Human papilloma virus is the name of a group of viruses that affect the skin and membranes lining the body, especially the cervix, anus, mouth and throat. It can lead to more than 100 types of diseases and is one of the most common sexually transmitted diseases.
Here’s why HPV is considered more dangerous than HIV
First, HPV is a common, highly contagious infection that is spread through sexual contact. The infection can easily be transmitted through contact with the genital skin of an infected person. This means that condoms cannot offer full protection, and statistics show that over three-quarters of sexually active women get infected with this disease at some point in their lives.

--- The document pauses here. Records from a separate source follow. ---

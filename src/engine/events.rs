// ==========================================
// 生产线平衡引擎 - 交互事件发布
// ==========================================
// 职责: 定义平衡变更事件与发布 trait,供界面层重绘
// 说明: Engine 层定义 trait,宿主实现适配器（不限定事件总线技术）
// 约束: 发布失败只记录日志,不影响已完成的变更
// ==========================================

use crate::domain::operator::OperationAssignment;
use crate::domain::types::{InstanceId, OperatorId};
use serde::{Deserialize, Serialize};
use std::error::Error;
use std::sync::Arc;

// ==========================================
// 平衡事件
// ==========================================

#[derive(Debug, Clone, PartialEq, Serialize, Deserialize)]
#[serde(tag = "type", rename_all = "SCREAMING_SNAKE_CASE")]
pub enum BalancingEvent {
    SessionInitialized {
        product_id: String,
        headcount: u32,
    },
    AssignmentCreated {
        assignment: OperationAssignment,
    },
    AssignmentRemoved {
        assignment: OperationAssignment,
    },
    AssignmentResized {
        operator_id: OperatorId,
        instance_id: InstanceId,
        previous_units_per_hour: u32,
        units_per_hour: u32,
    },
    HeadcountChanged {
        previous: u32,
        current: u32,
        released: Vec<OperationAssignment>,
    },
    OperatorRenamed {
        operator_id: OperatorId,
        display_name: String,
    },
    SessionSaved {
        session_id: String,
    },
    SessionDiscarded {
        product_id: String,
    },
}

impl BalancingEvent {
    /// 事件类型标识
    pub fn as_str(&self) -> &str {
        match self {
            BalancingEvent::SessionInitialized { .. } => "SessionInitialized",
            BalancingEvent::AssignmentCreated { .. } => "AssignmentCreated",
            BalancingEvent::AssignmentRemoved { .. } => "AssignmentRemoved",
            BalancingEvent::AssignmentResized { .. } => "AssignmentResized",
            BalancingEvent::HeadcountChanged { .. } => "HeadcountChanged",
            BalancingEvent::OperatorRenamed { .. } => "OperatorRenamed",
            BalancingEvent::SessionSaved { .. } => "SessionSaved",
            BalancingEvent::SessionDiscarded { .. } => "SessionDiscarded",
        }
    }
}

// ==========================================
// 事件发布 Trait
// ==========================================

/// 平衡事件发布者
pub trait BalancingEventPublisher: Send + Sync {
    fn publish(&self, event: BalancingEvent) -> Result<(), Box<dyn Error + Send + Sync>>;
}

/// 空操作事件发布者（单元测试等场景）
#[derive(Debug, Clone, Default)]
pub struct NoOpEventPublisher;

impl BalancingEventPublisher for NoOpEventPublisher {
    fn publish(&self, event: BalancingEvent) -> Result<(), Box<dyn Error + Send + Sync>> {
        tracing::debug!("NoOpEventPublisher: 跳过事件发布 - event_type={}", event.as_str());
        Ok(())
    }
}

/// 日志事件发布者（命令行宿主: 事件以 JSON 写入日志）
#[derive(Debug, Clone, Default)]
pub struct LoggingEventPublisher;

impl BalancingEventPublisher for LoggingEventPublisher {
    fn publish(&self, event: BalancingEvent) -> Result<(), Box<dyn Error + Send + Sync>> {
        let payload = serde_json::to_string(&event)?;
        tracing::info!(event_type = event.as_str(), payload = %payload, "平衡事件");
        Ok(())
    }
}

/// 可选的事件发布者包装
///
/// 简化 Option<Arc<dyn BalancingEventPublisher>> 的使用;发布失败只告警
#[derive(Clone, Default)]
pub struct OptionalEventPublisher {
    inner: Option<Arc<dyn BalancingEventPublisher>>,
}

impl OptionalEventPublisher {
    pub fn with_publisher(publisher: Arc<dyn BalancingEventPublisher>) -> Self {
        Self {
            inner: Some(publisher),
        }
    }

    pub fn none() -> Self {
        Self { inner: None }
    }

    pub fn publish(&self, event: BalancingEvent) {
        let event_type = event.as_str().to_string();
        match &self.inner {
            Some(publisher) => {
                if let Err(e) = publisher.publish(event) {
                    tracing::warn!("事件发布失败 - event_type={}, error={}", event_type, e);
                }
            }
            None => {
                tracing::debug!(
                    "OptionalEventPublisher: 未配置发布者，跳过事件 - event_type={}",
                    event_type
                );
            }
        }
    }

    pub fn is_configured(&self) -> bool {
        self.inner.is_some()
    }
}

impl std::fmt::Debug for OptionalEventPublisher {
    fn fmt(&self, f: &mut std::fmt::Formatter<'_>) -> std::fmt::Result {
        f.debug_struct("OptionalEventPublisher")
            .field("configured", &self.is_configured())
            .finish()
    }
}
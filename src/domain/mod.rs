// ==========================================
// 生产线平衡引擎 - 领域模型层
// ==========================================
// 职责: 定义领域实体、类型、边界记录
// 红线: 不含数据访问逻辑,不含引擎逻辑
// ==========================================

pub mod operation;
pub mod operator;
pub mod session;
pub mod types;

// 重导出核心类型
pub use operation::{Operation, OperationCapacity};
pub use operator::{OperationAssignment, Operator};
pub use session::{
    AssignmentRecord, OperatorRecord, SavedAssignment, SavedOperator, SavedSession,
    SessionHeader, SessionSnapshot,
};
pub use types::{InstanceId, OperatorId, SessionPhase, MINUTES_PER_HOUR};
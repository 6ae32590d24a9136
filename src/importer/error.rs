// ==========================================
// 生产线平衡引擎 - 导入模块错误类型
// ==========================================
// 工具: thiserror 派生宏
// ==========================================

use crate::repository::error::RepositoryError;
use thiserror::Error;

/// 导入模块错误类型
#[derive(Error, Debug)]
pub enum ImportError {
    // ===== 文件相关错误 =====
    #[error("文件不存在: {0}")]
    FileNotFound(String),

    #[error("文件格式不支持: {0}（仅支持 .xlsx/.xls/.csv）")]
    UnsupportedFormat(String),

    #[error("文件读取失败: {0}")]
    FileReadError(String),

    #[error("Excel 解析失败: {0}")]
    ExcelParseError(String),

    #[error("CSV 解析失败: {0}")]
    CsvParseError(String),

    #[error("文件无数据行")]
    EmptyFile,

    // ===== 数据映射错误 =====
    #[error("缺少必需列: {0}")]
    MissingColumn(String),

    #[error("类型转换失败 (行 {row}, 字段 {field}): {message}")]
    TypeConversionError {
        row: usize,
        field: String,
        message: String,
    },

    // ===== 数据质量错误 =====
    #[error("主键缺失 (行 {0}): 工序编号为空")]
    PrimaryKeyMissing(usize),

    #[error("工序编号重复 (行 {row}): {operation_id}")]
    DuplicateOperation { row: usize, operation_id: String },

    // ===== 落库错误 =====
    #[error(transparent)]
    Repository(#[from] RepositoryError),

    // ===== 通用错误 =====
    #[error("内部错误: {0}")]
    InternalError(String),

    #[error(transparent)]
    Other(#[from] anyhow::Error),
}

// 实现 From<std::io::Error>
impl From<std::io::Error> for ImportError {
    fn from(err: std::io::Error) -> Self {
        ImportError::FileReadError(err.to_string())
    }
}

// 实现 From<csv::Error>
impl From<csv::Error> for ImportError {
    fn from(err: csv::Error) -> Self {
        ImportError::CsvParseError(err.to_string())
    }
}

// 实现 From<calamine::Error>
impl From<calamine::Error> for ImportError {
    fn from(err: calamine::Error) -> Self {
        ImportError::ExcelParseError(err.to_string())
    }
}

/// Result 类型别名
pub type ImportResult<T> = Result<T, ImportError>;
// ==========================================
// 生产线平衡引擎 - 配置层
// ==========================================
// 职责: 系统配置管理
// 存储: config_kv 表
// ==========================================

pub mod balancing_config;
pub mod config_manager;

// 重导出核心配置管理器
pub use balancing_config::{BalancingConfig, BalancingConfigReader};
pub use config_manager::{config_keys, ConfigManager};
// ==========================================
// 生产线平衡引擎 - API 层
// ==========================================
// 职责: 提供业务 API 接口,供前端/命令行调用
// ==========================================

pub mod balancing_api;
pub mod config_api;
pub mod error;

// 重导出核心类型
pub use balancing_api::{
    AssignmentView, BalancingApi, BoardView, HeadcountChangeView, OperatorView, PoolEntryView,
};
pub use config_api::ConfigApi;
pub use error::{ApiError, ApiResult, ErrorResponse};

As already mentioned, HPV is mainly transmitted through sexual contact and most people become infected with HPV as soon as the sexual intercourse starts.
However, the worst thing about this infection is that it can be transmitted from an infected individual who does not have any signs or symptoms of the disease, because in some cases, symptoms do not occur for years. HPV is a silent killer that can be inactive while living in the body for years before it attacks.
Although it is widely believed that condoms provide full protection against sexually transmitted diseases, including HIV and AIDS, the latest research reveals that condoms cannot provide 100% protection against HPV.
The virus can be spread through “skin-to-skin” contact with the infected skin area that isn’t protected with a condom. This particularly affects women.
Women are more susceptible to getting the virus than men. As for the transmission rate of HPV, there is a 5% higher chance that the virus is transmitted from men to women than from women to men.
Furthermore, cervical cancer is just one serious health issue caused by HPV. Cervical cancer is the leading cause of death in women, and in almost all cases it is caused by an HPV infection.
In fact, two types of HPV, type 16 and 18, are responsible for almost 70% of all cases of cervical cancer.